Türklerde atın önemi
Doç. Dr. Haluk Berkmen
Asya Türkleri kurgan denen mezarlara ölen yöneticinin mezar odası etrafında birçok at kurban ederlerdi. Bu geleneğin kökeninde atların ölen kişinin ruhunu yer altından gökyüzüne taşıyacakları inancı vardı. Yaşarken at sahibi olan yöneticinin öldükten sonra da atlarla beraberinde gömülmesinin nedeni, atlara verilmiş olan özel önem ve binici ile atın bölünmez bir bütün oluşturduğu görüşü idi. Çünkü at sahibi olmadan ad sahibi olunamazdı. Bir yönetici ne derece güçlü, ünlü ve saygın ise o derece fazla at sahibi olurdu.
Bazı kurganlarda 6 adet at iskeleti bulunduğu gibi, bazı önemli kişilerin kurganlarında bu sayının 25’e kadar çıktığı görülmüştür. Asya Türklerinin bu geleneği Etrüsk halkında da devam etmiştir. Alttaki resimde bir Etrüsk mezar çatısına yerleştirilmiş olan iki adet kanatlı at görüyoruz. Uçmağa hazır durumda bu atların oraya konmalarındaki neden, mezardaki kişinin ruhunu gökyüzüne taşımaları içindir. Nitekim Türkler cennete “uçmak” derlerdi. İtalya’nın Tarquinia bölgesinde bulunmuş olan bu anıt mezar Etrüsk halkının Asya kökenli olduğunu gösteriyor. Tarquinia adı “Tarkan ülkesi” demektir, zira Tarquin Tarkan demek olup, “Türk han” sözlerinin bitişmesinden oluşmuştur. “-ia” takısı ise gene kadim Türkçe “öyü” sözünden dönüşmüştür. Öyü bilge demek olup köy sözü de “Ok öyü” kök sözcüklerinden oluşmuştur.
Dikkatle bakarsanız Etrüsk atlarının kuyruklarının bağlı olduğunu görürsünüz. Bu da kadim bir Türk geleneğidir. Türkler savaşa giderken atlarının kuyruğunu bağlarlardı. Bu gelenek belki de savaşta başarılı olunması için ve uğur getirmesi için gelişip uygulandı. Bu gelenek sadece Asya Türklerine aittir.
Çin kültürü başlarda Ön-Türk geleneklerinden büyük çapta etkilenmiştir.

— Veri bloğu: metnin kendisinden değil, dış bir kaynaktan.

//! Rule 4: clitic positioning.
//!
//! Short unstressed pronouns/particles (clitics) can't stand at the start of
//! a sentence, and must follow — not precede — the negator `не`.

use crate::grammar::{byte_to_char_offset, Correction, CorrectionType, Severity, Span};
use once_cell::sync::Lazy;
use regex::Regex;

static CLITICS: &[&str] = &["се", "си", "ми", "ти", "му", "ни", "ви", "им", "го", "я", "ги"];

static SENTENCE_INITIAL_RE: Lazy<Regex> = Lazy::new(|| {
    let alternation = CLITICS.join("|");
    Regex::new(&format!(r"(?i)^\s*({alternation})\b\s+(\p{{L}}+)")).unwrap()
});

static BEFORE_NE_RE: Lazy<Regex> = Lazy::new(|| {
    let alternation = CLITICS.join("|");
    Regex::new(&format!(r"(?i)\b({alternation})\s+(не)\b")).unwrap()
});

pub fn check(text: &str) -> Vec<Correction> {
    let mut out = Vec::new();

    for sentence in text.split(['.', '!', '?']) {
        let sentence = sentence.trim();
        if sentence.is_empty() {
            continue;
        }
        let offset_in_text = text.find(sentence).unwrap_or(0);

        if let Some(caps) = SENTENCE_INITIAL_RE.captures(sentence) {
            let full = caps.get(0).unwrap();
            let clitic = caps.get(1).unwrap().as_str();
            let verb = caps.get(2).unwrap().as_str();

            let before = full.as_str().to_string();
            let after = format!("{verb} {clitic}");
            let abs_start = offset_in_text + full.start();
            let abs_end = offset_in_text + full.end();

            out.push(Correction {
                kind: CorrectionType::CliticPosition,
                before,
                after,
                note: "A clitic pronoun can't open a sentence — it follows the verb.".into(),
                error_tag: "clitic_position".into(),
                severity: Severity::Moderate,
                span: Some(Span {
                    start: byte_to_char_offset(text, abs_start),
                    end: byte_to_char_offset(text, abs_end),
                }),
            });
        }

        if let Some(caps) = BEFORE_NE_RE.captures(sentence) {
            let full = caps.get(0).unwrap();
            let clitic = caps.get(1).unwrap().as_str();

            let before = full.as_str().to_string();
            let after = format!("не {clitic}");
            let abs_start = offset_in_text + full.start();
            let abs_end = offset_in_text + full.end();

            out.push(Correction {
                kind: CorrectionType::CliticPosition,
                before,
                after,
                note: "The clitic follows не, not the other way around.".into(),
                error_tag: "clitic_position".into(),
                severity: Severity::Moderate,
                span: Some(Span {
                    start: byte_to_char_offset(text, abs_start),
                    end: byte_to_char_offset(text, abs_end),
                }),
            });
        }
    }

    out
}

Bugün bile orta ve kuzey Çin’de bol miktarda (bazılarının içleri henüz açılmamış durumda) kurganlar bulunmaktadır. Açılmış olan kurganlarda mezar bölümüne doğru uzanan ve “kutsal yol” adı verilmiş olan bir yol bulunmuştur. Bu yolun iki yanında birçok at heykeli vardır. Bu geleneği başlatan M.Ö 115 yılında ölmüş olan Han sülalesinden Huo Qubing olduğu biliniyor. Çin yönetici sülalesinin Han adını almış olması tesadüf değildir ve Türk etkisi olduğu kesindir. Han sülalesi M.Ö. 202 yılından M.S. 220 yılına kadar 4 yüzyıl sürmüştür. Çinliler Han sülalesinin dönemine “Altın dönem” derler. Günümüzde dahi Çin halkı kendine “Han halkı” derler ve Çin diline “Han dili” denir ve Çince yazıya da “Han yazısı” veya daha anlamlı “Hanci” denir. Hanci sözü “Hanca” yani imparatorun yazısı demektir. Japonlar da Çindan aldıkları yazı şekline “Kanji” derler. Kanji sözü de “Khanca” sözünden türemiştir. Türkler krallarına Khan derlerdi. Baştaki “Kh” genizden telaffuz edilen sert bir ses olduğundan zamanla K ve H seslerine dönüşerek yumuşamıştır. Moğollar Kagan ve Osmanlı imparatorlarına da Han denir.